You’re screwing up your kids


That's a no-no

That’s a no-no

Aha, you say after reading the title, jokes on you! I don’t even have kids.

Wrong.

You could be screwing up your kids, even if they’re nothing yet but a gleam in your eye. Features in the journals Nature and Science this month discuss recent research on how the choices and lifestyles of would-be mothers (and fathers) can predispose their future children to all sorts of fun stuff, like Autism and obesity (also, see earlier blog posts here and here).

The article in Science reviews the literature, while the one in Nature is a commentary piece about the potential harms to women of irresponsible discussion of said literature.

The mommy blame game is familiar to anyone who reads news. Like ever. Look at the stuff I found just this month on how being fat means you might be killing your baby, or how you can pass on the mere risk of  diabetes, or how exposure to lead can make your baby grow up fat.

As pointed out in those earlier blog posts, pregnant women and mothers are inundated with articles reporting on research claiming to show how they’re to blame for everything that could possibly go wrong with their child. And who even knows how many websites are out there with “advice” for pregnant (or wanna-be pregnant) ladies? (like this one! That’s right, take your prenatal meds before you’re pregnant—or else!) Pregnancy is a minefield of rules and regulations for women…which can lead to stress…which can mess up your baby!!

Sure, parents do plenty of things that absolutely do harm their children, some of which should never, ever happen (see: getting drunk while pregnant and beating your child), but the blame game becomes especially hurtful when mothers, or in some cases even fathers, are blamed for things they have no real control over.

Case in point: oviductal fluid. The fluid in a woman’s oviduct that surrounds the egg as it begins its journey to the uterus is affected by genetics, nutrition and the position of the heavenly orbs…okay, not the last one. But you get the point. And the mixture in that fluid can actually change the way your child’s DNA works.  There’s no way to know how “good” your oviduct fluid is and there’s really nothing you can do about it anyway.

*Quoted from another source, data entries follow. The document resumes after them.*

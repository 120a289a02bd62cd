use std::time::Duration;

use anyhow::{bail, Context, Result};
use clap::{Args, Parser, Subcommand};
use shared::{
    domain::{parse_announcement_id, Announcement},
    error::BoardError,
};
use storage::{
    open_store, sync_recent, AnnouncementStore, LedgerStore, SqliteLedger, StoreSettings,
    StoreTarget,
};
use tracing_subscriber::EnvFilter;

#[derive(Parser, Debug)]
#[command(about = "Operator commands for the announcement table")]
struct Cli {
    #[command(flatten)]
    target: TargetArgs,
    #[command(subcommand)]
    command: Command,
}

#[derive(Args, Debug)]
struct TargetArgs {
    /// `mysql://...` or `sqlite:...`; overrides the individual MySQL flags.
    #[arg(long, env = "DATABASE_URL")]
    database_url: Option<String>,
    #[arg(long, default_value = "localhost")]
    host: String,
    #[arg(long, default_value_t = 3306)]
    port: u16,
    #[arg(long, default_value = "root")]
    user: String,
    #[arg(long, env = "DB_PASSWORD", default_value = "")]
    password: String,
    #[arg(long, default_value = "project_db")]
    database: String,
}

impl TargetArgs {
    fn into_target(self) -> StoreTarget {
        match self.database_url {
            Some(url) => StoreTarget::Url(url),
            None => StoreTarget::MySql(StoreSettings {
                host: self.host,
                port: self.port,
                user: self.user,
                password: self.password,
                database: self.database,
            }),
        }
    }
}

#[derive(Subcommand, Debug)]
enum Command {
    /// Create the announcement table if it does not exist.
    InitSchema,
    List {
        #[arg(long)]
        json: bool,
    },
    Add {
        #[arg(long)]
        author: String,
        #[arg(long)]
        msg: String,
    },
    Update {
        #[arg(long)]
        id: String,
        #[arg(long)]
        author: String,
        #[arg(long)]
        msg: String,
    },
    /// Mirror recently changed rows into the ledger, restoring rows whose
    /// author was changed by someone else.
    Sync {
        #[arg(long, env = "LEDGER_URL", default_value = "sqlite://ledger.db")]
        ledger_url: String,
        /// Poll period; rows dated within the last period are checked.
        #[arg(long, default_value_t = 5)]
        interval_secs: u64,
        /// Run a single pass and exit.
        #[arg(long)]
        once: bool,
    },
}

#[tokio::main]
async fn main() -> Result<()> {
    tracing_subscriber::fmt()
        .with_env_filter(EnvFilter::try_from_default_env().unwrap_or_else(|_| EnvFilter::new("info")))
        .with_writer(std::io::stderr)
        .init();
    let cli = Cli::parse();

    let store = open_store(&cli.target.into_target())
        .await
        .context("failed to open announcement store")?;
    let outcome = run(store.as_ref(), cli.command).await;
    store.close().await;
    outcome
}

async fn run(store: &dyn AnnouncementStore, command: Command) -> Result<()> {
    match command {
        Command::InitSchema => {
            store.ensure_schema().await?;
            tracing::info!("announcement table ready");
            println!("announcement table ready");
        }
        Command::List { json } => {
            let rows = store.list_all().await?;
            tracing::info!(rows = rows.len(), "listed announcements");
            if json {
                println!("{}", serde_json::to_string_pretty(&rows)?);
            } else {
                print_rows(&rows);
            }
        }
        Command::Add { author, msg } => {
            if msg.is_empty() {
                bail!(BoardError::validation("message must not be empty"));
            }
            let id = store.insert(&author, &msg).await?;
            tracing::info!(?id, %author, "created announcement");
            match id {
                Some(id) => println!("created announcement id={id}"),
                None => println!("created announcement"),
            }
        }
        Command::Update { id, author, msg } => {
            let Some(id) = parse_announcement_id(&id) else {
                bail!(BoardError::validation(format!("'{id}' is not a valid id")));
            };
            if msg.is_empty() {
                bail!(BoardError::validation("message must not be empty"));
            }
            if store.update(id, &author, &msg).await? == 0 {
                bail!(BoardError::NotFound(id));
            }
            tracing::info!(%id, %author, "updated announcement");
            println!("updated announcement id={id}");
        }
        Command::Sync {
            ledger_url,
            interval_secs,
            once,
        } => {
            if interval_secs == 0 {
                bail!(BoardError::validation("interval must be at least one second"));
            }
            let ledger = SqliteLedger::connect(&ledger_url)
                .await
                .context("failed to open ledger")?;
            let outcome = run_sync(store, &ledger, Duration::from_secs(interval_secs), once).await;
            ledger.close().await;
            outcome?;
        }
    }
    Ok(())
}

async fn run_sync(
    store: &dyn AnnouncementStore,
    ledger: &dyn LedgerStore,
    period: Duration,
    once: bool,
) -> Result<()> {
    let mut ticker = tokio::time::interval(period);
    tracing::info!(period_secs = period.as_secs(), once, "ledger sync started");
    loop {
        tokio::select! {
            _ = ticker.tick() => {}
            _ = tokio::signal::ctrl_c() => {
                tracing::info!("ledger sync stopped");
                return Ok(());
            }
        }

        match sync_recent(store, ledger, period).await {
            Ok(report) if report.is_empty() => tracing::debug!("nothing to sync"),
            Ok(report) => tracing::info!(
                created = report.created,
                updated = report.updated,
                restored = report.restored,
                failed = report.failed,
                "ledger sync pass"
            ),
            Err(err) if once => return Err(err.into()),
            Err(err) => tracing::warn!(error = %err, "ledger sync pass failed"),
        }

        if once {
            return Ok(());
        }
    }
}

fn print_rows(rows: &[Announcement]) {
    println!("{:>6}  {:<12}  {:<19}  msg", "id", "author", "date");
    for row in rows {
        println!(
            "{:>6}  {:<12}  {:<19}  {}",
            row.id.0,
            row.author,
            row.display_date(),
            row.msg
        );
    }
}
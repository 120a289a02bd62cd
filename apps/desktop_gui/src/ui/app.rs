use shared::domain::{Announcement, Screen};

use crate::controller::events::{UiAction, UiError};
use crate::controller::orchestration::dispatch_action;
use crate::controller::session::SessionController;

pub struct BoardApp {
    controller: SessionController,
    notice: Option<UiError>,
}

impl BoardApp {
    pub fn new(controller: SessionController) -> Self {
        Self {
            controller,
            notice: None,
        }
    }

    fn apply(&mut self, actions: Vec<UiAction>) {
        for action in actions {
            if let Err(err) = dispatch_action(&mut self.controller, action) {
                self.notice = Some(err);
                break;
            }
        }
    }

    fn show_login_screen(&mut self, ctx: &egui::Context, actions: &mut Vec<UiAction>) {
        let enabled = self.notice.is_none();
        egui::CentralPanel::default().show(ctx, |ui| {
            ui.add_enabled_ui(enabled, |ui| {
                ui.vertical_centered(|ui| {
                    ui.add_space((ui.available_height() * 0.2).clamp(16.0, 120.0));
                    ui.heading("Choose a user:");
                    ui.add_space(10.0);

                    let mut choice = self.controller.selected_author().to_string();
                    egui::ComboBox::from_id_salt("login_author")
                        .selected_text(choice.clone())
                        .width(200.0)
                        .show_ui(ui, |ui| {
                            for author in self.controller.allowed_authors() {
                                ui.selectable_value(&mut choice, author.clone(), author.as_str());
                            }
                        });
                    if choice != self.controller.selected_author() {
                        actions.push(UiAction::SelectUser(choice));
                    }

                    ui.add_space(10.0);
                    let enter_pressed = enabled && ui.input(|i| i.key_pressed(egui::Key::Enter));
                    if ui.button("Continue").clicked() || enter_pressed {
                        actions.push(UiAction::EnterMain);
                    }

                    ui.add_space(16.0);
                    ui.small(egui::RichText::new(self.controller.status()).weak());
                });
            });
        });
    }

    fn show_main_screen(&mut self, ctx: &egui::Context, actions: &mut Vec<UiAction>) {
        let enabled = self.notice.is_none();

        egui::TopBottomPanel::top("board_header").show(ctx, |ui| {
            ui.add_enabled_ui(enabled, |ui| {
                ui.horizontal(|ui| {
                    ui.label(
                        egui::RichText::new(format!(
                            "Logged in as: {}",
                            self.controller.selected_author()
                        ))
                        .strong(),
                    );
                    ui.with_layout(egui::Layout::right_to_left(egui::Align::Center), |ui| {
                        if ui.button("Log out").clicked() {
                            actions.push(UiAction::Logout);
                        }
                        if ui.button("Refresh").clicked() {
                            actions.push(UiAction::Refresh);
                        }
                    });
                });
            });
        });

        egui::TopBottomPanel::bottom("board_forms").show(ctx, |ui| {
            ui.add_enabled_ui(enabled, |ui| {
                ui.add_space(6.0);
                ui.horizontal(|ui| {
                    ui.label("New message:");
                    let form = self.controller.form_mut();
                    let msg_resp = ui.add(
                        egui::TextEdit::singleline(&mut form.new_msg)
                            .hint_text("Type an announcement")
                            .desired_width(360.0),
                    );
                    if ui.button("Send").clicked() || submitted(ui, &msg_resp) {
                        actions.push(UiAction::AddAnnouncement);
                    }
                });

                ui.horizontal(|ui| {
                    ui.label("ID to update:");
                    let form = self.controller.form_mut();
                    let id_resp = ui.add(
                        egui::TextEdit::singleline(&mut form.update_id).desired_width(60.0),
                    );
                    ui.label("New message:");
                    let msg_resp = ui.add(
                        egui::TextEdit::singleline(&mut form.update_msg).desired_width(260.0),
                    );
                    if ui.button("Update").clicked()
                        || submitted(ui, &id_resp)
                        || submitted(ui, &msg_resp)
                    {
                        actions.push(UiAction::UpdateAnnouncement);
                    }
                });

                ui.add_space(4.0);
                ui.small(egui::RichText::new(self.controller.status()).weak());
                ui.add_space(4.0);
            });
        });

        egui::CentralPanel::default().show(ctx, |ui| {
            announcement_table(ui, self.controller.announcements());
        });
    }

    fn show_error_modal(&mut self, ctx: &egui::Context) {
        let Some(notice) = &self.notice else {
            return;
        };

        let mut dismissed = false;
        egui::Window::new(notice.title())
            .id(egui::Id::new("board_error_modal"))
            .collapsible(false)
            .resizable(false)
            .anchor(egui::Align2::CENTER_CENTER, egui::Vec2::ZERO)
            .show(ctx, |ui| {
                ui.label(notice.message());
                ui.add_space(8.0);
                let escape_pressed = ui.input(|i| i.key_pressed(egui::Key::Escape));
                if ui.button("OK").clicked() || escape_pressed {
                    dismissed = true;
                }
            });

        if dismissed {
            self.notice = None;
        }
    }
}

fn submitted(ui: &egui::Ui, response: &egui::Response) -> bool {
    response.lost_focus() && ui.input(|i| i.key_pressed(egui::Key::Enter))
}

fn announcement_table(ui: &mut egui::Ui, rows: &[Announcement]) {
    if rows.is_empty() {
        ui.weak("No announcements yet.");
        return;
    }

    egui::ScrollArea::vertical()
        .auto_shrink([false, false])
        .show(ui, |ui| {
            egui::Grid::new("announcement_table")
                .striped(true)
                .num_columns(4)
                .spacing([18.0, 6.0])
                .show(ui, |ui| {
                    for heading in ["id", "author", "date", "msg"] {
                        ui.strong(heading);
                    }
                    ui.end_row();

                    for row in rows {
                        ui.label(row.id.to_string());
                        ui.label(row.author.as_str());
                        ui.label(row.display_date());
                        ui.label(row.msg.as_str());
                        ui.end_row();
                    }
                });
        });
}

impl eframe::App for BoardApp {
    fn update(&mut self, ctx: &egui::Context, _frame: &mut eframe::Frame) {
        let mut actions = Vec::new();
        match self.controller.screen() {
            Screen::Login => self.show_login_screen(ctx, &mut actions),
            Screen::Main => self.show_main_screen(ctx, &mut actions),
        }
        self.show_error_modal(ctx);
        self.apply(actions);
    }
}
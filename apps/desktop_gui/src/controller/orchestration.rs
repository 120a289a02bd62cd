//! Applies UI actions to the session controller.

use crate::controller::events::{UiAction, UiError};
use crate::controller::session::SessionController;

pub fn dispatch_action(controller: &mut SessionController, action: UiAction) -> Result<(), UiError> {
    let action_name = action.name();
    let context = action.context();
    tracing::debug!(action = action_name, state = ?controller.state(), "applying ui action");

    let result = match action {
        UiAction::SelectUser(name) => controller.select_user(&name),
        UiAction::EnterMain => controller.enter_main(),
        UiAction::Logout => {
            controller.logout();
            Ok(())
        }
        UiAction::AddAnnouncement => {
            let msg = controller.form().new_msg.clone();
            controller.add_announcement(&msg)
        }
        UiAction::UpdateAnnouncement => {
            let form = controller.form();
            let (raw_id, msg) = (form.update_id.clone(), form.update_msg.clone());
            controller.update_announcement(&raw_id, &msg)
        }
        UiAction::Refresh => controller.refresh(),
    };

    result.map_err(|err| {
        tracing::warn!(action = action_name, code = ?err.code(), error = %err, "action failed");
        UiError::from_board_error(context, &err)
    })
}
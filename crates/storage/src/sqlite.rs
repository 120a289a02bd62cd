use std::{
    fs,
    path::{Path, PathBuf},
    str::FromStr,
    time::Duration,
};

use async_trait::async_trait;
use shared::{
    domain::{Announcement, AnnouncementId},
    error::{BoardError, BoardResult},
};
use sqlx::{
    sqlite::{SqliteConnectOptions, SqlitePoolOptions},
    Pool, Sqlite,
};

use crate::{
    connection_error, read_error, write_error, AnnouncementRow, AnnouncementStore, INSERT_SQL,
    LIST_SQL, RESTORE_SQL, UPDATE_SQL,
};

const SCHEMA_SQL: &str = r#"
    CREATE TABLE IF NOT EXISTS announcement (
        id     INTEGER PRIMARY KEY AUTOINCREMENT,
        author TEXT,
        date   DATETIME NOT NULL DEFAULT CURRENT_TIMESTAMP,
        msg    TEXT NOT NULL
    )
"#;

// `datetime('now', '-N seconds')` yields the same text layout CURRENT_TIMESTAMP
// stores, so the comparison is lexical.
const LIST_RECENT_SQL: &str = "SELECT id, author, date, msg FROM announcement \
     WHERE date >= datetime('now', ?) ORDER BY id";

/// SQLite backed store, used for local runs and tests.
#[derive(Clone)]
pub struct SqliteStore {
    pool: Pool<Sqlite>,
}

impl SqliteStore {
    pub async fn connect(database_url: &str) -> BoardResult<Self> {
        let pool = connect_pool(database_url).await?;
        tracing::info!(database_url, "opened sqlite store");
        Ok(Self { pool })
    }

    pub fn pool(&self) -> &Pool<Sqlite> {
        &self.pool
    }
}

#[async_trait]
impl AnnouncementStore for SqliteStore {
    async fn list_all(&self) -> BoardResult<Vec<Announcement>> {
        let rows = sqlx::query_as::<_, AnnouncementRow>(LIST_SQL)
            .fetch_all(&self.pool)
            .await
            .map_err(read_error)?;
        tracing::debug!(rows = rows.len(), "listed announcements");
        Ok(rows.into_iter().map(Announcement::from).collect())
    }

    async fn insert(&self, author: &str, msg: &str) -> BoardResult<Option<AnnouncementId>> {
        let result = sqlx::query(INSERT_SQL)
            .bind(msg)
            .bind(author)
            .execute(&self.pool)
            .await
            .map_err(write_error)?;
        let id = AnnouncementId(result.last_insert_rowid());
        tracing::debug!(%id, author, "inserted announcement");
        Ok(Some(id))
    }

    async fn update(&self, id: AnnouncementId, author: &str, msg: &str) -> BoardResult<u64> {
        let result = sqlx::query(UPDATE_SQL)
            .bind(msg)
            .bind(author)
            .bind(id.0)
            .execute(&self.pool)
            .await
            .map_err(write_error)?;
        tracing::debug!(%id, rows = result.rows_affected(), "updated announcement");
        Ok(result.rows_affected())
    }

    async fn list_recent(&self, window: Duration) -> BoardResult<Vec<Announcement>> {
        let rows = sqlx::query_as::<_, AnnouncementRow>(LIST_RECENT_SQL)
            .bind(format!("-{} seconds", window.as_secs()))
            .fetch_all(&self.pool)
            .await
            .map_err(read_error)?;
        tracing::debug!(rows = rows.len(), window_secs = window.as_secs(), "listed recent announcements");
        Ok(rows.into_iter().map(Announcement::from).collect())
    }

    async fn restore(&self, entry: &Announcement) -> BoardResult<u64> {
        let result = sqlx::query(RESTORE_SQL)
            .bind(&entry.author)
            .bind(entry.date)
            .bind(&entry.msg)
            .bind(entry.id.0)
            .execute(&self.pool)
            .await
            .map_err(write_error)?;
        tracing::debug!(id = %entry.id, rows = result.rows_affected(), "restored announcement");
        Ok(result.rows_affected())
    }

    async fn health_check(&self) -> BoardResult<()> {
        let _: i64 = sqlx::query_scalar("SELECT 1")
            .fetch_one(&self.pool)
            .await
            .map_err(connection_error)?;
        Ok(())
    }

    async fn ensure_schema(&self) -> BoardResult<()> {
        sqlx::query(SCHEMA_SQL)
            .execute(&self.pool)
            .await
            .map_err(write_error)?;
        Ok(())
    }

    async fn close(&self) {
        self.pool.close().await;
        tracing::info!("sqlite store closed");
    }
}

/// One-connection pool for a `sqlite:` url, creating the file and its parent
/// directory when missing.
pub(crate) async fn connect_pool(database_url: &str) -> BoardResult<Pool<Sqlite>> {
    ensure_sqlite_parent_dir_exists(database_url)?;

    let connect_options = SqliteConnectOptions::from_str(database_url)
        .map_err(connection_error)?
        .create_if_missing(true);
    SqlitePoolOptions::new()
        .max_connections(1)
        .connect_with(connect_options)
        .await
        .map_err(connection_error)
}

fn ensure_sqlite_parent_dir_exists(database_url: &str) -> BoardResult<()> {
    let Some(path) = sqlite_path(database_url) else {
        return Ok(());
    };

    let Some(parent) = path.parent() else {
        return Ok(());
    };

    fs::create_dir_all(parent).map_err(|err| {
        BoardError::Connection(format!(
            "failed to create parent directory '{}' for database url '{database_url}': {err}",
            parent.display()
        ))
    })
}

pub(crate) fn sqlite_path(database_url: &str) -> Option<PathBuf> {
    if database_url.starts_with("sqlite::memory:") || !database_url.starts_with("sqlite:") {
        return None;
    }

    let path = database_url
        .trim_start_matches("sqlite://")
        .trim_start_matches("sqlite:")
        .split('?')
        .next()
        .unwrap_or_default();

    if path.is_empty() {
        return None;
    }

    Some(Path::new(path).to_path_buf())
}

What else can affect your unborn child (or grandchild, for that matter)? What you ate the week you conceived, whether you have defects in folate metabolism, the quality of the father’s sperm and seminal fluid, and apparently maybe nanoparticles (what?). And we’ve all heard that stress, obesity, sleep, exercise, medications, exposure to random toxins, drinking out of the wrong water bottles, and everything else in, on, or around your body can be totally bad for the baby.

So what can you do to be 100% sure that your baby will be absolutely perfect in every way?

Nothing.

Bad mommy!

Bad mommy!

That’s right. You could do everything perfectly, and still have a child with birth defects through no fault of your own. The only thing you can do is follow your doctor’s guidelines, don’t drink too much, quit smoking, and don’t run any marathons in your third trimester.

But if you really want to make a difference, please, please stop blaming mothers. As pointed out in the Nature article, it helps no one to point fingers and blame mothers for not knowing the results of all preliminary animal-model research out there on epigenetic inheritance. This is especially important for journalists, as they should realize the potential for harm in headlines like “Morning sickness may mean healthier, intelligent baby” (what if I don’t have morning sickness!!) or “Exposure to perchlorate…during pregnancy may lower babies’ IQs” (what the %*@! is perchlorate?).

It also doesn’t help anyone for you to intrude on a pregnant woman’s day by telling her how naughty she’s being. See a pregnant lady having a sip of wine? A bit of sushi? Guess what? It’s none of your business!